Il paradigma della cybersecurity si è evoluto ben oltre la semplice difesa, posizionandosi ormai come un abilitatore strategico della trasformazione digitale e del business nel suo complesso. Stiamo assistendo a un’intensa fase di sviluppo nel campo della sicurezza informatica. La digitalizzazione, ora profondamente influenzata dall’intelligenza artificiale, non rappresenta più una speculazione teorica, ma una realtà operativa consolidata, specialmente nel contesto delle grandi imprese italiane, destinata a rimodellare radicalmente le metodologie lavorative. L’esercizio delle funzioni di sicurezza porta con sé però una considerevole responsabilità, motivo per cui competenze specifiche e qualità dei livelli di servizio sono elementi imprescindibili. Per questo rileviamo con ottimismo la propensione delle aziende a rafforzare le proprie capacità, e ad accrescere e sviluppare le proprie competenze. L’incremento della consapevolezza, anche per effetto del contesto normativo, sta generando una domanda caratterizzata da maggiore maturità e discernimento. Il grado di sensibilizzazione è particolarmente elevato poiché, con le minacce cyber che tenderanno a una crescente sofisticazione sulla spinta dell’AI, è indispensabile intensificare con crescente determinazione gli investimenti in innovazione e ricerca, integrando le tecnologie più avanzate.
Il mercato persiste ancora in uno stato di frammentazione, caratterizzato da molteplici soluzioni puntuali che rispondono a bisogni specifici senza però una capacità di interazione e analisi sistemica. Sebbene si discuta di consolidamento, l’offerta è ancora dominata da strumenti verticali, con un processo di integrazione graduale: in questo contesto, il nostro posizionamento strategico si è orientato da anni verso la platformization.
L’architettura basata su piattaforma risponde all’esigenza impellente di integrare e automatizzare la difesa lungo l’intero perimetro digitale.
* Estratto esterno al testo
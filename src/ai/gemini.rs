//! Gemini HTTP client for text generation.
//!
//! This client talks to the provider directly and therefore needs the provider
//! credential. In the default setup only the relay server constructs one; the
//! calling tier uses [`RelayClient`](super::relay::RelayClient) instead.

use super::gateway::ModelBackend;
use crate::config::GeminiSettings;
use crate::errors::{AIError, AppError, AppResult};
use reqwest::blocking::Client;
use serde::{Deserialize, Serialize};
use std::time::Duration;
use tracing::debug;

/// Header carrying the provider credential. Kept out of the URL so it never
/// shows up in transport error messages.
const API_KEY_HEADER: &str = "x-goog-api-key";

/// Request body for content generation.
#[derive(Debug, Serialize)]
struct GenerateRequest<'a> {
    contents: [RequestContent<'a>; 1],
}

#[derive(Debug, Serialize)]
struct RequestContent<'a> {
    parts: [RequestPart<'a>; 1],
}

#[derive(Debug, Serialize)]
struct RequestPart<'a> {
    text: &'a str,
}

/// Response from content generation. Every level is optional so that a
/// sparse body parses and is then reported as empty.
#[derive(Debug, Default, Deserialize)]
#[serde(default)]
struct GenerateResponse {
    candidates: Vec<Candidate>,
}

#[derive(Debug, Default, Deserialize)]
#[serde(default)]
struct Candidate {
    content: Option<CandidateContent>,
}

#[derive(Debug, Default, Deserialize)]
#[serde(default)]
struct CandidateContent {
    parts: Vec<CandidatePart>,
}

#[derive(Debug, Default, Deserialize)]
#[serde(default)]
struct CandidatePart {
    text: Option<String>,
}

impl GenerateResponse {
    fn into_text(self) -> Option<String> {
        self.candidates
            .into_iter()
            .next()?
            .content?
            .parts
            .into_iter()
            .next()?
            .text
    }
}

/// Client for the Gemini `generateContent` endpoint.
pub struct GeminiClient {
    settings: GeminiSettings,
    client: Client,
}

impl GeminiClient {
    /// Creates a new Gemini client.
    ///
    /// # Arguments
    ///
    /// * `settings` - Provider base URL, model and credential
    /// * `timeout` - Per-request timeout; `None` disables it
    ///
    /// # Errors
    ///
    /// Returns an error if the HTTP client cannot be constructed.
    pub fn new(settings: GeminiSettings, timeout: Option<Duration>) -> AppResult<Self> {
        let client = Client::builder()
            .timeout(timeout)
            .build()
            .map_err(|e| AppError::Config(format!("Failed to build HTTP client: {}", e)))?;

        Ok(Self { settings, client })
    }

    fn endpoint(&self) -> String {
        format!(
            "{}/v1beta/models/{}:generateContent",
            self.settings.base_url, self.settings.model
        )
    }

    /// Sends one generation request and returns the first candidate's text.
    ///
    /// # Errors
    ///
    /// Returns an error if:
    /// - The endpoint is unreachable or the request times out
    /// - The endpoint answers with a non-success status
    /// - The body is not the expected JSON
    /// - The body carries no text
    pub fn generate(&self, prompt: &str) -> AppResult<String> {
        debug!(
            "Sending generation request with model: {}",
            self.settings.model
        );

        let request = GenerateRequest {
            contents: [RequestContent {
                parts: [RequestPart { text: prompt }],
            }],
        };

        let response = self
            .client
            .post(self.endpoint())
            .header(API_KEY_HEADER, &self.settings.api_key)
            .json(&request)
            .send()
            .map_err(AIError::Unreachable)?;

        let status = response.status();
        if !status.is_success() {
            let body = response.text().unwrap_or_default();
            return Err(AIError::Api {
                status: status.as_u16(),
                body,
            }
            .into());
        }

        let generated: GenerateResponse = response.json().map_err(|e| {
            AIError::InvalidResponse(format!("Failed to parse generation response: {}", e))
        })?;

        let text = generated.into_text().ok_or(AIError::EmptyResponse)?;
        debug!("Received generation response ({} chars)", text.len());
        Ok(text)
    }
}

impl ModelBackend for GeminiClient {
    fn generate(&self, prompt: &str) -> AppResult<String> {
        GeminiClient::generate(self, prompt)
    }

    fn name(&self) -> &'static str {
        "gemini"
    }
}
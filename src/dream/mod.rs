//! Dream records and their parts.
//!
//! `DreamRecord` is the typed form used by the dream store and the CLI. The
//! reflection pipeline deliberately does not depend on it: records arriving
//! from outside (files, the relay) are handled as raw `serde_json::Value`s so
//! that a missing or oddly shaped field can never stop a prompt from being
//! built. `DreamRecord::to_value` bridges the two.
//!
//! The JSON shape uses camelCase keys:
//!
//! ```json
//! {
//!   "id": "…",
//!   "timestamp": 1700000000000,
//!   "keywords": { "scenes": [], "characters": [], "emotions": [], "objects": [] },
//!   "decoding": { "strongestEmotion": "", "recentLifeLink": "", "movieTheme": "" },
//!   "association": "",
//!   "aiReflection": "…"
//! }
//! ```

use serde::{Deserialize, Serialize};
use serde_json::Value;

/// The four keyword groups captured while recording a dream.
///
/// Order reflects entry order; duplicates are kept.
#[derive(Debug, Clone, Default, PartialEq, Eq, Serialize, Deserialize)]
#[serde(default)]
pub struct Keywords {
    pub scenes: Vec<String>,
    pub characters: Vec<String>,
    pub emotions: Vec<String>,
    pub objects: Vec<String>,
}

/// Answers to the three emotional decoding questions.
#[derive(Debug, Clone, Default, PartialEq, Eq, Serialize, Deserialize)]
#[serde(default, rename_all = "camelCase")]
pub struct Decoding {
    /// The strongest emotion felt in the dream.
    pub strongest_emotion: String,
    /// What in waking life the dream seems linked to.
    pub recent_life_link: String,
    /// If the dream were a film, its theme.
    pub movie_theme: String,
}

/// One journaled dream.
#[derive(Debug, Clone, Default, PartialEq, Eq, Serialize, Deserialize)]
#[serde(default, rename_all = "camelCase")]
pub struct DreamRecord {
    /// Store identifier (uuid v4). Empty until stored.
    pub id: String,
    /// Moment of recording, epoch milliseconds. Display and ordering only.
    pub timestamp: i64,
    pub keywords: Keywords,
    pub decoding: Decoding,
    /// Free association narrative.
    pub association: String,
    /// Set after a successful reflection.
    #[serde(skip_serializing_if = "Option::is_none")]
    pub ai_reflection: Option<String>,
}

impl DreamRecord {
    /// Converts the record into the loosely typed form the prompt builders read.
    pub fn to_value(&self) -> Value {
        // Plain strings and vectors always serialize; Null only reads as "all fields missing".
        serde_json::to_value(self).unwrap_or(Value::Null)
    }
}

/// The user-supplied part of a dream, before it has an id or timestamp.
#[derive(Debug, Clone, Default, PartialEq, Eq)]
pub struct NewDream {
    pub keywords: Keywords,
    pub decoding: Decoding,
    pub association: String,
}

impl NewDream {
    /// Completes the dream into a storable record.
    pub fn into_record(self, id: String, timestamp: i64) -> DreamRecord {
        DreamRecord {
            id,
            timestamp,
            keywords: self.keywords,
            decoding: self.decoding,
            association: self.association,
            ai_reflection: None,
        }
    }
}

#[cfg(test)]
mod tests {
    use super::*;
    use serde_json::json;

    #[test]
    fn test_deserializes_camel_case_shape() {
        let record: DreamRecord = serde_json::from_value(json!({
            "id": "d-1",
            "timestamp": 1700000000000i64,
            "keywords": { "scenes": ["老房子"], "objects": ["钥匙", "钥匙"] },
            "decoding": { "strongestEmotion": "焦虑", "movieTheme": "迷路" },
            "association": "小时候住过的地方",
            "aiReflection": "也许……"
        }))
        .unwrap();

        assert_eq!(record.id, "d-1");
        assert_eq!(record.keywords.scenes, vec!["老房子"]);
        assert_eq!(record.keywords.objects, vec!["钥匙", "钥匙"]);
        assert!(record.keywords.characters.is_empty());
        assert_eq!(record.decoding.strongest_emotion, "焦虑");
        assert_eq!(record.decoding.recent_life_link, "");
        assert_eq!(record.ai_reflection.as_deref(), Some("也许……"));
    }

    #[test]
    fn test_missing_fields_default() {
        let record: DreamRecord = serde_json::from_value(json!({})).unwrap();
        assert_eq!(record, DreamRecord::default());
    }

    #[test]
    fn test_to_value_uses_camel_case_and_omits_absent_reflection() {
        let record = DreamRecord {
            decoding: Decoding {
                strongest_emotion: "平静".to_string(),
                ..Decoding::default()
            },
            ..DreamRecord::default()
        };

        let value = record.to_value();
        assert_eq!(value["decoding"]["strongestEmotion"], "平静");
        assert!(value.get("aiReflection").is_none());
    }

    #[test]
    fn test_new_dream_into_record() {
        let new_dream = NewDream {
            association: "海边".to_string(),
            ..NewDream::default()
        };

        let record = new_dream.into_record("id-9".to_string(), 42);
        assert_eq!(record.id, "id-9");
        assert_eq!(record.timestamp, 42);
        assert_eq!(record.association, "海边");
        assert!(record.ai_reflection.is_none());
    }
}
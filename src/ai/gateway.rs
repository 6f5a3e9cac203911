//! The reflection gateway.
//!
//! [`DreamOracle`] is the only way the rest of the crate asks a model for
//! text. Its public operations always return displayable text: whatever goes
//! wrong inside a backend is logged and replaced by a fixed fallback sentence.
//!
//! # Example
//!
//! ```no_run
//! use reverie::ai::{DreamOracle, RelayClient};
//! use reverie::Config;
//! use serde_json::json;
//!
//! let config = Config::load()?;
//! let oracle = DreamOracle::new(RelayClient::new(config.relay_settings(), None)?);
//! let text = oracle.reflect(&json!({ "association": "雨夜的车站" }));
//! println!("{}", text);
//! # Ok::<(), Box<dyn std::error::Error>>(())
//! ```

use super::gemini::GeminiClient;
use super::prompts::{analysis_prompt, reflection_prompt};
use super::relay::RelayClient;
use crate::config::{AiMode, Config};
use crate::constants::{ANALYSIS_FALLBACK, NOT_ENOUGH_DREAMS, REFLECTION_FALLBACK};
use crate::errors::AppResult;
use serde_json::Value;
use std::sync::Arc;
use tracing::{debug, info, warn};

/// Something that turns a prompt into generated text.
///
/// Implementations make exactly one attempt per call and report every
/// failure as an error; they never substitute text of their own.
pub trait ModelBackend: Send + Sync {
    /// Generates text for `prompt`.
    fn generate(&self, prompt: &str) -> AppResult<String>;

    /// Short name used in logs.
    fn name(&self) -> &'static str;
}

/// How a single gateway call ended.
#[derive(Debug, Clone, PartialEq, Eq)]
pub enum Outcome {
    /// The model produced text.
    Succeeded(String),
    /// The call failed; the payload is the fallback sentence.
    Failed(String),
    /// No call was made; the payload is an informational sentence.
    NotSent(String),
}

impl Outcome {
    /// The text to show, whichever way the call ended.
    pub fn text(&self) -> &str {
        match self {
            Outcome::Succeeded(text) | Outcome::Failed(text) | Outcome::NotSent(text) => text,
        }
    }

    /// Consumes the outcome, returning the text to show.
    pub fn into_text(self) -> String {
        match self {
            Outcome::Succeeded(text) | Outcome::Failed(text) | Outcome::NotSent(text) => text,
        }
    }

    /// Whether the text came from the model.
    pub fn is_success(&self) -> bool {
        matches!(self, Outcome::Succeeded(_))
    }
}

/// Asks a model for dream reflections and pattern analyses.
///
/// Cheap to clone; clones share the backend. Calls carry no state between
/// them, so one oracle may serve any number of concurrent callers.
#[derive(Clone)]
pub struct DreamOracle {
    backend: Arc<dyn ModelBackend>,
}

impl DreamOracle {
    /// Creates an oracle over `backend`.
    pub fn new(backend: impl ModelBackend + 'static) -> Self {
        Self {
            backend: Arc::new(backend),
        }
    }

    /// Creates an oracle over an already shared backend.
    pub fn from_shared(backend: Arc<dyn ModelBackend>) -> Self {
        Self { backend }
    }

    /// Builds the backend selected by `config.ai_mode`.
    ///
    /// # Errors
    ///
    /// Returns an error if direct mode lacks a credential or an HTTP client
    /// cannot be built.
    pub fn from_config(config: &Config) -> AppResult<Self> {
        let oracle = match config.ai_mode {
            AiMode::Relay => Self::new(RelayClient::new(
                config.relay_settings(),
                config.request_timeout,
            )?),
            AiMode::Direct => Self::new(GeminiClient::new(
                config.gemini_settings()?,
                config.request_timeout,
            )?),
        };
        info!("Using {} backend", oracle.backend.name());
        Ok(oracle)
    }

    /// Reflects on one dream, returning the model's text or the reflection
    /// fallback sentence.
    pub fn reflect(&self, dream: &Value) -> String {
        self.reflect_outcome(dream).into_text()
    }

    /// Like [`reflect`](Self::reflect), keeping track of whether the model answered.
    pub fn reflect_outcome(&self, dream: &Value) -> Outcome {
        let prompt = reflection_prompt(dream);
        self.settle("reflection", &prompt, REFLECTION_FALLBACK)
    }

    /// Looks for recurring patterns across `dreams`, returning the model's text,
    /// the analysis fallback sentence, or, for an empty list, a note that there
    /// are not enough dreams yet.
    pub fn analyze_patterns(&self, dreams: &[Value]) -> String {
        self.analyze_outcome(dreams).into_text()
    }

    /// Like [`analyze_patterns`](Self::analyze_patterns), keeping track of
    /// whether the model answered.
    pub fn analyze_outcome(&self, dreams: &[Value]) -> Outcome {
        if dreams.is_empty() {
            debug!("No dreams to analyze, skipping model call");
            return Outcome::NotSent(NOT_ENOUGH_DREAMS.to_string());
        }

        let prompt = analysis_prompt(dreams);
        self.settle("analysis", &prompt, ANALYSIS_FALLBACK)
    }

    fn settle(&self, task: &str, prompt: &str, fallback: &str) -> Outcome {
        debug!(task, backend = self.backend.name(), "Sending prompt");

        match self.backend.generate(prompt) {
            Ok(text) if !text.trim().is_empty() => {
                info!(task, chars = text.len(), "Model answered");
                Outcome::Succeeded(text)
            }
            Ok(_) => {
                warn!(task, backend = self.backend.name(), "Model returned blank text");
                Outcome::Failed(fallback.to_string())
            }
            Err(e) => {
                warn!(task, backend = self.backend.name(), error = %e, "Model call failed");
                Outcome::Failed(fallback.to_string())
            }
        }
    }
}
La transizione a questo approccio è, principalmente, un cambio di mentalità e di metodo. I clienti necessitano di visibilità completa, automazione profonda e consolidamento operativo, aspetti che rendono il singolo prodotto non più sufficiente per le sfide attuali. Un approccio basato su piattaforma non solo offre maggiore trasparenza e una più elevata capacità di automazione, ma garantisce un ritorno sull’investimento superiore e un livello di protezione ottimizzato, grazie a una gestione unificata e sinergica. Questa è la risposta strategica alla complessità crescente del panorama cyber e un’opportunità significativa per generare valore aggiunto.
L’intelligenza artificiale è il perno centrale di questa strategia. Con il nostro principio “Combattere l’AI con l’AI”, la sfruttiamo per elevare gli standard di sicurezza e l’efficienza dell’automazione. L’opportunità è evidente: il 78% delle aziende si sta trasformando con l’AI, ma solo il 6% dispone dei guardrail per farlo in modo sicuro. In questo scenario, la nostra piattaforma Prisma AIRS 2.0 fornisce ai clienti una protezione end-to-end durante l’intero ciclo di vita delle applicazioni di AI, proteggendo ogni elemento, dagli agenti autonomi ai modelli stessi. Stiamo ridefinendo il significato di protezione dell’AI su larga scala, trasformando la sicurezza in un acceleratore per l’innovazione, non più un ostacolo. Questo segna la continuazione della nostra rapida innovazione nella sicurezza dell’AI, mentre offriamo nuove capacità avanzate per difenderci dalle minacce di domani
Allo stesso tempo, per affrontare la duplice sfida di “AI for security and security for AI”, è essenziale proteggere l’AI stessa - nella forma di agenti, set di dati o applicazioni - con soluzioni dedicate. Difendere l’intelligenza artificiale significa consentire alle aziende di innovare con fiducia e salvaguardare i propri investimenti nella trasformazione digitale in corso.